Splitting field of $x^4+64$ over $\mathbb{Q}$

Question

I am trying to find the Galois group of the splitting field of $x^4+64$ over $\mathbb{Q}$.

From what I can see so far, $x^4+64$ factors into $(x-(2+2i))(x-(2-2i))(x+(2+2i))(x+(2-2i))$.

How do I get the splitting field from here? It looks to me like it should be $\mathbb{Q}(i)$ or $\mathbb{Q}(1+i)$ or something like that. It's also important to note that $(1+i)^3=-2(1-i)$ so maybe it should be $\mathbb{Q}((1+i), (1+i)^3)$?

WolframAlpha factors the polynomial over $\mathbb{Q}((-1)^\frac{3}{4}\sqrt{2}, \sqrt[4]{-1}\sqrt{2})$. Why is this? Is it the correct splitting field?

Answer 1

Well, it suffices to generate $1\pm i$ as then the field operations yield the other routes. $1\pm i$ have modulus $\sqrt{2}$ so i.e. they equal $\sqrt{2}\cdot\exp(i\theta)$ for suitable real values of $\theta$, so Wolfram's expressions are correct as e.g. $(-1)^{3/4}=\exp(-3\pi i/4)$ (principal value) $=\frac{-1+i}{\sqrt{2}}$ and from that we can recover $-2+2i$ and $2-2i$.

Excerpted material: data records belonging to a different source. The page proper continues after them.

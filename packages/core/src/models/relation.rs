//! Relation allow-list pairs

use serde::{Deserialize, Serialize};

/// Row of `node_relations` or `file_relations`: `dependent_type` may be
/// attached under an owner of `owner_type`
#[derive(Debug, Clone, PartialEq, Eq, Hash, Serialize, Deserialize)]
pub struct Relation {
    pub owner_type: String,
    pub dependent_type: String,
}

impl Relation {
    pub fn new(owner_type: impl Into<String>, dependent_type: impl Into<String>) -> Self {
        Self {
            owner_type: owner_type.into(),
            dependent_type: dependent_type.into(),
        }
    }
}
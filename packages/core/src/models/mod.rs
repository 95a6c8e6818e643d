//! Data Models
//!
//! This module contains the data structures used throughout the archive core:
//!
//! - `EntitySchema` - Typed, validated registry entry for one entity type
//! - `SchemaRegistry` - Process-wide, read-only set of entity schemas
//! - `Node` / `FileRecord` - Rows of the shared `nodes` and `files` tables
//! - `Relation` - Allow-list pair from `node_relations` / `file_relations`
//! - `BoundQuery` - Parameterized SQL text plus its ordered bind values
//!
//! Entity rows themselves are untyped: they travel as [`Record`] maps keyed by
//! column name, shaped by the registry rather than by Rust structs.

mod bound_query;
pub mod core_schemas;
mod file;
mod node;
mod registry;
mod relation;
pub mod schema;
mod timestamp;

pub use bound_query::BoundQuery;
pub use file::{FileMetadata, FileRecord};
pub use node::{Node, OwnerRef};
pub use registry::SchemaRegistry;
pub use relation::Relation;
pub use schema::{
    Attribute, AttributeType, EntityDefinition, EntityKind, EntitySchema, Role, SchemaError,
    TimestampColumns,
};

/// One fetched or submitted row, keyed by column name
pub type Record = serde_json::Map<String, serde_json::Value>;

/// Decode a row into a typed model
pub(crate) fn from_record<T: serde::de::DeserializeOwned>(
    record: Record,
) -> Result<T, serde_json::Error> {
    serde_json::from_value(serde_json::Value::Object(record))
}
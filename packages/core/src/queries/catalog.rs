//! Catalog introspection statements
//!
//! Read-only queries against `information_schema`, scoped to one database
//! schema (normally `public`).

use crate::models::BoundQuery;
use serde_json::Value;

/// Base tables of a schema
pub fn list_tables(catalog_schema: &str) -> BoundQuery {
    let mut query = BoundQuery::new();
    let schema_ph = query.bind(Value::from(catalog_schema), "varchar");
    query.push_str(&format!(
        "SELECT table_name FROM information_schema.tables \
         WHERE table_schema = {schema_ph} AND table_type = 'BASE TABLE' \
         ORDER BY table_name"
    ));
    query.ordered_by(&["table_name"])
}

/// Columns of one table, with the table each foreign-key column references
///
/// The foreign-key target is resolved by joining the column's `FOREIGN KEY`
/// constraint through `key_column_usage` to `constraint_column_usage`.
pub fn list_columns(catalog_schema: &str, table: &str) -> BoundQuery {
    let mut query = BoundQuery::new();
    let schema_ph = query.bind(Value::from(catalog_schema), "varchar");
    let table_ph = query.bind(Value::from(table), "varchar");
    query.push_str(&format!(
        "SELECT c.column_name, c.data_type, (c.is_nullable = 'YES') AS is_nullable, \
         c.ordinal_position, fk.references_table \
         FROM information_schema.columns AS c \
         LEFT JOIN (\
         SELECT DISTINCT ON (kcu.table_schema, kcu.table_name, kcu.column_name) \
         kcu.table_schema, kcu.table_name, kcu.column_name, ccu.table_name AS references_table \
         FROM information_schema.key_column_usage AS kcu \
         JOIN information_schema.table_constraints AS tc \
         ON tc.constraint_name = kcu.constraint_name \
         AND tc.table_schema = kcu.table_schema \
         AND tc.constraint_type = 'FOREIGN KEY' \
         JOIN information_schema.constraint_column_usage AS ccu \
         ON ccu.constraint_name = tc.constraint_name \
         AND ccu.constraint_schema = tc.constraint_schema\
         ) AS fk \
         ON fk.table_schema = c.table_schema \
         AND fk.table_name = c.table_name \
         AND fk.column_name = c.column_name \
         WHERE c.table_schema = {schema_ph} AND c.table_name = {table_ph} \
         ORDER BY c.ordinal_position"
    ));
    query.ordered_by(&["ordinal_position"])
}
//! Database Error Types
//!
//! This module defines error types for database operations, providing
//! clear error handling for configuration, pool, and query failures.

use thiserror::Error;

/// Database operation errors
///
/// PostgreSQL errors (constraint violations, failed casts) are carried
/// unmodified in `Postgres` so callers can inspect the SQLSTATE.
#[derive(Error, Debug)]
pub enum DatabaseError {
    /// Invalid connection configuration
    #[error("Invalid database configuration: {0}")]
    InvalidConfig(String),

    /// Failed to create the connection pool
    #[error("Failed to create connection pool: {0}")]
    PoolCreation(String),

    /// Failed to check out a pooled connection
    #[error("Failed to get pooled connection: {0}")]
    Pool(#[from] deadpool_postgres::PoolError),

    /// Statement failed on the server or in transport
    #[error("Database operation failed: {0}")]
    Postgres(#[from] tokio_postgres::Error),

    /// A returned row could not be decoded
    #[error("Failed to decode row: {0}")]
    RowDecode(String),
}

impl DatabaseError {
    /// Create an invalid configuration error
    pub fn invalid_config(msg: impl Into<String>) -> Self {
        Self::InvalidConfig(msg.into())
    }

    /// Create a pool creation error
    pub fn pool_creation(msg: impl Into<String>) -> Self {
        Self::PoolCreation(msg.into())
    }

    /// Create a row decode error
    pub fn row_decode(msg: impl Into<String>) -> Self {
        Self::RowDecode(msg.into())
    }

    /// SQLSTATE code of a server-side error, e.g. `23503` for a foreign-key
    /// violation
    pub fn sql_state(&self) -> Option<&str> {
        match self {
            Self::Postgres(e) => e.code().map(|code| code.code()),
            _ => None,
        }
    }
}
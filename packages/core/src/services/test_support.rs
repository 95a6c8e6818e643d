//! Scripted executor for exercising services without a database

use crate::db::{DatabaseError, QueryExecutor};
use crate::models::{BoundQuery, Record};
use async_trait::async_trait;
use serde_json::{json, Value};
use std::collections::VecDeque;
use std::sync::Mutex;

/// Replays canned responses in order and records every statement it receives
///
/// When the script runs out, statements return no rows.
#[derive(Default)]
pub(crate) struct ScriptedExecutor {
    responses: Mutex<VecDeque<Result<Vec<Record>, String>>>,
    log: Mutex<Vec<BoundQuery>>,
}

impl ScriptedExecutor {
    pub(crate) fn new() -> Self {
        Self::default()
    }

    /// Queue the rows for the next statement
    pub(crate) fn respond(self, rows: Vec<Value>) -> Self {
        let rows = rows
            .into_iter()
            .map(|row| row.as_object().cloned().unwrap_or_default())
            .collect();
        self.responses.lock().unwrap().push_back(Ok(rows));
        self
    }

    /// Queue a failure for the next statement
    pub(crate) fn fail(self, message: &str) -> Self {
        self.responses
            .lock()
            .unwrap()
            .push_back(Err(message.to_string()));
        self
    }

    pub(crate) fn executed(&self) -> Vec<BoundQuery> {
        self.log.lock().unwrap().clone()
    }

    pub(crate) fn statements(&self) -> Vec<String> {
        self.executed().into_iter().map(|q| q.sql).collect()
    }
}

#[async_trait]
impl QueryExecutor for ScriptedExecutor {
    async fn fetch_all(&self, query: &BoundQuery) -> Result<Vec<Record>, DatabaseError> {
        self.log.lock().unwrap().push(query.clone());
        match self.responses.lock().unwrap().pop_front() {
            Some(Ok(rows)) => Ok(rows),
            Some(Err(message)) => Err(DatabaseError::row_decode(message)),
            None => Ok(Vec::new()),
        }
    }
}

/// A `nodes` row as the database would return it
pub(crate) fn node_row(id: i64, node_type: &str, owner: Option<(i64, &str)>) -> Value {
    json!({
        "id": id,
        "type": node_type,
        "owner_id": owner.map(|(id, _)| id),
        "owner_type": owner.map(|(_, t)| t),
        "created_at": "2024-05-01T12:00:00.000000+00:00",
        "updated_at": "2024-05-01T12:00:00.000000+00:00"
    })
}

/// A `files` row as the database would return it
pub(crate) fn file_row(id: i64, file_type: &str, owner: (i64, &str)) -> Value {
    json!({
        "id": id,
        "file_type": file_type,
        "owner_id": owner.0,
        "owner_type": owner.1,
        "filename": "scan.tif",
        "file_size": 2048,
        "mimetype": "image/tiff",
        "fs_path": null,
        "created_at": "2024-05-01T12:00:00.000000+00:00",
        "updated_at": "2024-05-01T12:00:00.000000+00:00"
    })
}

Is it $\Bbb Q(i)$? Can any $x+iy$ with $x,y\in\Bbb Q$ be attained by $1\pm i$ and field operations? Well, yes. $$x+iy=x+\frac{(1+i)-(1-i)}{2}y$$Is an element of the splitting field, and obviously the splitting field is contained in $\Bbb Q(i)$, so there is equality.